I'll always get behind anyone paying artists more, but it should be noted that Spotify paid out 70% of revenues to rights holders (artists / labels / publishers / songwriters) while losing hundreds of millions of dollars in operating expenses. You had massive institutional investors basically paying artists. Becoming a sustainable, profitable business means that they can continue to generate money for artists across the world for years to come, and hopefully pay higher rates in the future. Apple paid 70% of every 99-cent download to rights holders and no one got bummed at Apple for turning a profit. Spotify paid out $10 billion last year, but it was spread across way more people due to the democratization of creation and distribution. If you want artists that you love to get paid more, buy their digital albums on Bandcamp or iTunes, even if you never download the files. I'd illegally download music on Napster / Kazaa / Bit Torrent and then go to Best Buy or my local record store to buy the CDs that I loved. I already had the music for free, but I wanted to support the artist and have the collectable.

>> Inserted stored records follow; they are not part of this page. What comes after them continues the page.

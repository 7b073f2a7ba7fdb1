/**
 * Application State Management
 *
 * This module defines the application state structure and the `FromRef`
 * implementations for Axum state extraction.
 *
 * # Architecture
 *
 * `AppState` is the central state container: the database connection
 * pool and the immutable configuration, both created once at startup.
 * There are no process-wide globals; components receive what they need
 * through this struct.
 *
 * # Thread Safety
 *
 * `PgPool` is internally synchronized and cheap to clone; the config is
 * shared behind an `Arc`. Cloning `AppState` per request is the
 * intended usage.
 */

use std::sync::Arc;

use axum::extract::FromRef;
use sqlx::PgPool;

use crate::server::config::AppConfig;

/// Application state shared across all request handlers
#[derive(Clone)]
pub struct AppState {
    /// Database connection pool
    ///
    /// Initialized once at startup and held for the process lifetime.
    /// The pool manages its own internal locking.
    pub db_pool: PgPool,

    /// Immutable server configuration
    pub config: Arc<AppConfig>,
}

impl AppState {
    /// Create application state from its startup components
    pub fn new(db_pool: PgPool, config: AppConfig) -> Self {
        Self {
            db_pool,
            config: Arc::new(config),
        }
    }
}

/// Allow handlers that only touch the store to extract `State<PgPool>`
/// without taking the whole `AppState`.
impl FromRef<AppState> for PgPool {
    fn from_ref(app_state: &AppState) -> Self {
        app_state.db_pool.clone()
    }
}

/// Allow extraction of the shared configuration.
impl FromRef<AppState> for Arc<AppConfig> {
    fn from_ref(app_state: &AppState) -> Self {
        app_state.config.clone()
    }
}
/**
 * API Error Types
 *
 * This module defines the error taxonomy for the storefront API.
 * Every handler returns `Result<_, ApiError>`; the error is converted
 * to a JSON HTTP response in the conversion module.
 *
 * # Error Categories
 *
 * - Client errors: missing products, duplicate registration, bad
 *   credentials, empty cart at checkout, failed boundary validation
 * - Auth errors: missing/expired/invalid bearer tokens, dangling user
 *   references
 * - Server errors: storage failures and internal faults (hashing,
 *   token signing)
 */

use axum::http::StatusCode;
use thiserror::Error;

/// Storefront API error
///
/// Each variant maps to a fixed HTTP status code and carries a
/// human-readable detail message. Errors are never retried or recovered
/// locally; they surface directly to the caller.
#[derive(Debug, Error)]
pub enum ApiError {
    /// Requested entity does not exist
    #[error("{resource} not found")]
    NotFound {
        /// Name of the missing entity (e.g. "Product")
        resource: String,
    },

    /// Registration attempted with an email that is already taken
    #[error("Email already registered")]
    DuplicateEmail,

    /// Login failed — intentionally generic
    ///
    /// A missing user and a wrong password both produce this variant so
    /// the response never reveals which check failed.
    #[error("Invalid credentials")]
    InvalidCredentials,

    /// Bearer token missing, expired, invalid, or bound to a user that
    /// no longer exists
    #[error("{message}")]
    Unauthorized {
        /// Human-readable detail message
        message: String,
    },

    /// Checkout attempted with no items in the cart
    #[error("Cart is empty")]
    EmptyCart,

    /// Request body failed boundary validation
    #[error("{message}")]
    Validation {
        /// Human-readable detail message
        message: String,
    },

    /// Underlying store operation failed
    #[error("Storage failure: {0}")]
    Storage(#[from] sqlx::Error),

    /// Internal fault (password hashing, token signing)
    #[error("Internal server error")]
    Internal {
        /// Detail kept for logs, not exposed in the message
        message: String,
    },
}

impl ApiError {
    /// Create a `NotFound` error for the named resource
    pub fn not_found(resource: impl Into<String>) -> Self {
        Self::NotFound {
            resource: resource.into(),
        }
    }

    /// Create an `Unauthorized` error with a detail message
    pub fn unauthorized(message: impl Into<String>) -> Self {
        Self::Unauthorized {
            message: message.into(),
        }
    }

    /// Create a `Validation` error with a detail message
    pub fn validation(message: impl Into<String>) -> Self {
        Self::Validation {
            message: message.into(),
        }
    }

    /// Create an `Internal` error with a detail message
    ///
    /// The detail is logged but the HTTP response carries a generic
    /// message.
    pub fn internal(message: impl Into<String>) -> Self {
        Self::Internal {
            message: message.into(),
        }
    }

    /// Get the HTTP status code for this error
    pub fn status_code(&self) -> StatusCode {
        match self {
            Self::NotFound { .. } => StatusCode::NOT_FOUND,
            Self::DuplicateEmail => StatusCode::BAD_REQUEST,
            Self::InvalidCredentials => StatusCode::UNAUTHORIZED,
            Self::Unauthorized { .. } => StatusCode::UNAUTHORIZED,
            Self::EmptyCart => StatusCode::BAD_REQUEST,
            Self::Validation { .. } => StatusCode::BAD_REQUEST,
            Self::Storage(_) => StatusCode::INTERNAL_SERVER_ERROR,
            Self::Internal { .. } => StatusCode::INTERNAL_SERVER_ERROR,
        }
    }
}

#[cfg(test)]
mod tests {
    use super::*;

    #[test]
    fn test_not_found_message() {
        let error = ApiError::not_found("Product");
        assert_eq!(error.to_string(), "Product not found");
        assert_eq!(error.status_code(), StatusCode::NOT_FOUND);
    }

    #[test]
    fn test_duplicate_email_is_bad_request() {
        assert_eq!(
            ApiError::DuplicateEmail.status_code(),
            StatusCode::BAD_REQUEST
        );
        assert_eq!(ApiError::DuplicateEmail.to_string(), "Email already registered");
    }

    #[test]
    fn test_credential_errors_are_unauthorized() {
        assert_eq!(
            ApiError::InvalidCredentials.status_code(),
            StatusCode::UNAUTHORIZED
        );
        assert_eq!(
            ApiError::unauthorized("Token expired").status_code(),
            StatusCode::UNAUTHORIZED
        );
    }

    #[test]
    fn test_empty_cart_is_bad_request() {
        assert_eq!(ApiError::EmptyCart.status_code(), StatusCode::BAD_REQUEST);
        assert_eq!(ApiError::EmptyCart.to_string(), "Cart is empty");
    }

    #[test]
    fn test_internal_message_is_generic() {
        let error = ApiError::internal("bcrypt blew up");
        assert_eq!(error.to_string(), "Internal server error");
        assert_eq!(error.status_code(), StatusCode::INTERNAL_SERVER_ERROR);
    }

    #[test]
    fn test_validation_carries_detail() {
        let error = ApiError::validation("quantity must be at least 1");
        assert_eq!(error.to_string(), "quantity must be at least 1");
        assert_eq!(error.status_code(), StatusCode::BAD_REQUEST);
    }
}
/**
 * Authentication Middleware
 *
 * This module provides the auth gate for routes that require a logged-in
 * user. It extracts the bearer token from the Authorization header,
 * verifies it, and resolves the bound user from the credential store.
 *
 * Every protected call re-resolves the user row; there is no caching of
 * lookups. A valid token whose user no longer exists is rejected the
 * same way as an invalid token.
 */

use axum::{
    extract::{Request, State},
    http::header::AUTHORIZATION,
    middleware::Next,
    response::Response,
};

use crate::auth::sessions::verify_token;
use crate::auth::users::{get_user_by_id, User};
use crate::error::ApiError;
use crate::server::state::AppState;

/// The authenticated user resolved by the auth gate
///
/// Inserted into request extensions by `auth_middleware` and extracted
/// in handlers as a parameter.
#[derive(Clone, Debug)]
pub struct CurrentUser(pub User);

/// Authentication middleware
///
/// This middleware:
/// 1. Extracts the bearer token from the Authorization header
/// 2. Verifies the token signature and expiry
/// 3. Resolves the user row from the credential store
/// 4. Attaches the user to request extensions for use in handlers
///
/// Returns 401 Unauthorized if the token is missing, malformed,
/// expired, invalid, or bound to a user that does not exist.
pub async fn auth_middleware(
    State(state): State<AppState>,
    mut request: Request,
    next: Next,
) -> Result<Response, ApiError> {
    // Get Authorization header
    let auth_header = request
        .headers()
        .get(AUTHORIZATION)
        .and_then(|h| h.to_str().ok())
        .ok_or_else(|| {
            tracing::warn!("Missing Authorization header");
            ApiError::unauthorized("Missing authorization header")
        })?;

    // Extract token (format: "Bearer <token>")
    let token = auth_header.strip_prefix("Bearer ").ok_or_else(|| {
        tracing::warn!("Invalid Authorization header format");
        ApiError::unauthorized("Invalid authorization header format")
    })?;

    // Verify token — expiry and signature failures carry distinct
    // detail messages but both surface as 401
    let user_id = verify_token(token, &state.config.jwt_secret).map_err(|e| {
        tracing::warn!("Token rejected: {}", e);
        ApiError::unauthorized(e.to_string())
    })?;

    // Resolve the user. Users are never deleted today, but a dangling
    // reference still maps to 401 rather than a server fault.
    let user = get_user_by_id(&state.db_pool, user_id)
        .await?
        .ok_or_else(|| {
            tracing::warn!("Token bound to unknown user: {}", user_id);
            ApiError::unauthorized("User not found")
        })?;

    request.extensions_mut().insert(CurrentUser(user));

    Ok(next.run(request).await)
}

impl axum::extract::FromRequestParts<AppState> for CurrentUser {
    type Rejection = ApiError;

    async fn from_request_parts(
        parts: &mut axum::http::request::Parts,
        _state: &AppState,
    ) -> Result<Self, Self::Rejection> {
        parts.extensions.get::<CurrentUser>().cloned().ok_or_else(|| {
            tracing::warn!("CurrentUser not found in request extensions");
            ApiError::unauthorized("Missing authorization header")
        })
    }
}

I went back to an iPod. The $10-$20 I’d spend on streaming I would spend on new or underappreciated artists on Bandcamp or ITunes if left no choice. Also over the last 18 months, most bigger artists release a $5 digital download for the week to the album is released to generate position for the charts. Most artists I feel like I’ve bought the record to death back in the day or wouldn’t notice if I made a purchase on their bottom lines, I just checked the cd out from the library and put it on. Hate how little your favorite artist gets paid off streaming, don’t play the game.
I've been purchasing quite a bit of vinyl from artists lately, trying to support them. It's expensive but fun, and you really feel like you're making an impact buying physical merch from them.
I switched to Tidal last year, have not regretted. It was very easy to move all my songs and playlists across.
I've never been super into streaming (still have my own itunes library an vinyl collection), but recently gave Tidal a try. I'm technically a student right now so I figured it was worth it with the discount. I've been pretty pleased so far. The quality sounds great and there has only been one album they didn't have that was on other platforms. Got my dad to switch too from spotify after telling him that they donated to trump's inauguration.
Out of curiosity, I looked at their cost structure and just realized that artists earn more royalties when Premium users stream their music. Not even sure how that can be legal.